Caro Deaglio, le spiego a cosa serve l’avvocato

L'articolo completo in allegato.

Pubblicato su "Il Dubbio " del 2 giugno 2018.

 

Sull'ultimo numero del Venerdì di Repubblica, il dott. Enrico Deaglio ha speso parole e ragionamenti, per quanto da me ricostruibili come tali, sulla figura del presidente del Consiglio Giuseppe Conte, e sul ruolo degli avvocati in genere, partendo da una critica alla espressione “sarò l’avvocato del popolo” utilizzata in una recente occasione dal prof. avv. Conte.

 

Il 17 aprile 2013 Papa Francesco in piazza S. Pietro, di fronte a 50 mila fedeli, si rivolse loro con queste parole: ”Gesù è il nostro avvocato, egli ci difende sempre. E’ bello sentire che abbiamo un avvocato”. Quello della difesa dei diritti è dunque, almeno secondo Papa Francesco, persona con solide basi morali suppongo, una funzione nobile, peraltro, aggiungo io, costituzionalmente non alienabile.
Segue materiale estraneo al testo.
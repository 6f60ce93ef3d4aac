//! Inclusive band endings for display.
//!
//! A band runs from its start letter up to, but excluding, the next room's
//! start letter ("upto"). Signs read better with an inclusive ending, so the
//! upto letter is mapped to its predecessor in base-26 (`a` = 0 .. `z` = 25)
//! with a leading sentinel digit of 25. The sentinel keeps leading `a`s
//! significant and marks where conversion back to letters stops.
//!
//! Only used for presentation; no split decision depends on it.

const SENTINEL: u128 = 25;

/// Rank of the open upper bound after the last room (formerly spelled `"|"`).
const NO_UPPER_BOUND: u128 = 26 * 26;

fn to_rank(s: &str) -> Option<u128> {
    s.chars().try_fold(SENTINEL, |n, c| {
        if !c.is_ascii_lowercase() {
            return None;
        }
        n.checked_mul(26)?.checked_add(u128::from(c as u8 - b'a'))
    })
}

fn from_rank(mut n: u128) -> Option<String> {
    let mut letters = Vec::new();
    loop {
        if n < 26 {
            return None;
        }
        letters.push(char::from(b'a' + (n % 26) as u8));
        n /= 26;
        if n == SENTINEL {
            break;
        }
    }
    letters.reverse();
    Some(letters.into_iter().collect())
}

/// Computes the inclusive last letters of a band.
///
/// `upto` is the next room's start letter, or `None` for the last room.
/// When the predecessor is a prefix of `start` itself, a trailing `"z"` is
/// appended so the ending still sorts after the start.
///
/// Returns `None` when there is nothing sensible to display: an empty
/// `upto`, `start >= upto`, letters outside `a..=z`, or no predecessor.
///
/// # Examples
///
/// ```
/// use u_seating::cutoff::finish_letter;
///
/// assert_eq!(finish_letter("a", Some("n")).as_deref(), Some("m"));
/// assert_eq!(finish_letter("a", Some("ba")).as_deref(), Some("az"));
/// assert_eq!(finish_letter("sm", Some("sn")).as_deref(), Some("smz"));
/// assert_eq!(finish_letter("t", None).as_deref(), Some("z"));
/// ```
pub fn finish_letter(start: &str, upto: Option<&str>) -> Option<String> {
    let rank = match upto {
        None => NO_UPPER_BOUND,
        Some(u) => {
            if u.is_empty() || start >= u {
                return None;
            }
            to_rank(u)?
        }
    };
    let mut finish = from_rank(rank.checked_sub(1)?)?;
    if start.starts_with(finish.as_str()) {
        finish.push('z');
    }
    Some(finish)
}
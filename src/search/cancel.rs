//! Cooperative cancellation for long-running searches.

use std::sync::atomic::{AtomicBool, Ordering};
use std::sync::Arc;

/// A cloneable flag that asks a running search to stop.
///
/// Searches poll the token between attempts and return the best split found
/// so far instead of failing. Clone it into a Ctrl-C handler or a watchdog
/// thread to interrupt a search from outside.
///
/// # Examples
///
/// ```
/// use u_seating::search::CancelToken;
///
/// let token = CancelToken::new();
/// let handle = token.clone();
/// assert!(!token.is_cancelled());
/// handle.cancel();
/// assert!(token.is_cancelled());
/// ```
#[derive(Debug, Clone, Default)]
pub struct CancelToken {
    flag: Arc<AtomicBool>,
}

impl CancelToken {
    /// Creates a token that has not been cancelled.
    pub fn new() -> Self {
        Self::default()
    }

    /// Requests cancellation.
    pub fn cancel(&self) {
        self.flag.store(true, Ordering::SeqCst);
    }

    /// Returns `true` once [`cancel`](Self::cancel) has been called on any clone.
    pub fn is_cancelled(&self) -> bool {
        self.flag.load(Ordering::SeqCst)
    }
}

/// Test rng that cancels `token` on every draw, so a search stops at the
/// first shuffle after an attempt.
#[cfg(test)]
pub(crate) struct CancelOnDraw<R> {
    inner: R,
    token: CancelToken,
}

#[cfg(test)]
impl<R: rand::RngCore> CancelOnDraw<R> {
    pub(crate) fn new(inner: R, token: CancelToken) -> Self {
        Self { inner, token }
    }
}

#[cfg(test)]
impl<R: rand::RngCore> rand::RngCore for CancelOnDraw<R> {
    fn next_u32(&mut self) -> u32 {
        self.token.cancel();
        self.inner.next_u32()
    }

    fn next_u64(&mut self) -> u64 {
        self.token.cancel();
        self.inner.next_u64()
    }

    fn fill_bytes(&mut self, dst: &mut [u8]) {
        self.token.cancel();
        self.inner.fill_bytes(dst);
    }
}
//! Sorted, case-normalized surname roster.

use std::ops::Deref;

/// The surnames of an exam's registrants, lower-cased and sorted ascending.
///
/// Construction always normalizes, so every `Roster` satisfies the ordering
/// the splitting algorithms depend on. Duplicate surnames are kept: each
/// entry is one registrant.
///
/// # Examples
///
/// ```
/// use u_seating::models::Roster;
///
/// let roster = Roster::new(["Smith", "adams", "Brown", "smith"]);
/// assert_eq!(roster.as_slice(), &["adams", "brown", "smith", "smith"]);
/// assert_eq!(roster.len(), 4);
/// ```
#[derive(Debug, Clone, Default, PartialEq, Eq)]
pub struct Roster {
    names: Vec<String>,
}

impl Roster {
    /// Builds a roster from surnames in any order and case.
    pub fn new<I, S>(surnames: I) -> Self
    where
        I: IntoIterator<Item = S>,
        S: AsRef<str>,
    {
        let mut names: Vec<String> = surnames
            .into_iter()
            .map(|s| s.as_ref().trim().to_lowercase())
            .collect();
        names.sort();
        Self { names }
    }

    /// The normalized surnames.
    pub fn as_slice(&self) -> &[String] {
        &self.names
    }

    /// Consumes the roster, returning the normalized surnames.
    pub fn into_inner(self) -> Vec<String> {
        self.names
    }
}

impl Deref for Roster {
    type Target = [String];

    fn deref(&self) -> &[String] {
        &self.names
    }
}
In fondo quando prendiamo le difese di qualcuno tutti siamo avvocati, poi vi è chi lo fa per professione, assumendone tutte le fatiche, le gioie, le delusioni, ma soprattutto la responsabilità di colui da cui può dipendere la libertà personale, l’onore, l’affidamento di un figlio, la tutela di una parte lesa, la salvezza di un’impresa e di posti di lavoro, e altro.

 

Certo tra tanti avvocati che ogni giorno fanno il proprio dovere nell’anonimato, con dedizione e senso della deontologia, ve ne sono anche altri, che assai poco dignitosamente interpretano il loro ruolo, e certo si possono estrapolare, come fa il dott. Deaglio, esempi virtuosi o per nulla virtuosi, o che con la professione di avvocato mai hanno avuto a che fare, per esempio Gianni Agnelli, laureato in giurisprudenza, detto “l’avvocato”e richiamato dall’articolista, non è mai stato e non ha mai fatto l’avvocato, ma questo genere di “selezioni” può naturalmente essere fatta per qualsiasi mestiere o professione. Una cosa è certa, che i difensori dei diritti dei più deboli, i tutori delle garanzie processuali, i custodi del principio di eguaglianza e di non discriminazione, da secoli e secoli sono gli avvocati, e dove non vi è avvocatura libera non a caso non vi è democrazia. Da noi la democrazia per fortuna c’è e lo si deve anche all’ avvocatura italiana, che per essa ha combattuto e si è sacrificata, come Fulvio Croce, assassinato dai brigatisti rossi e immolatosi scientemente a difesa del di loro diritto alla difesa e dello Stato di diritto.

 

Democrazia però vuol dire anche rispetto degli altri, del loro lavoro, della loro funzione. Per la verità vuol dire pure libertà di scrivere (quasi) qualsiasi cosa, anche se banale, non informata o qualunquista, e a ben pensarci preferisco poter continuare a leggere il libero pensiero di chiunque, non importa se a volte confuso o ineducato, diversamente non farei e non sarei un avvocato.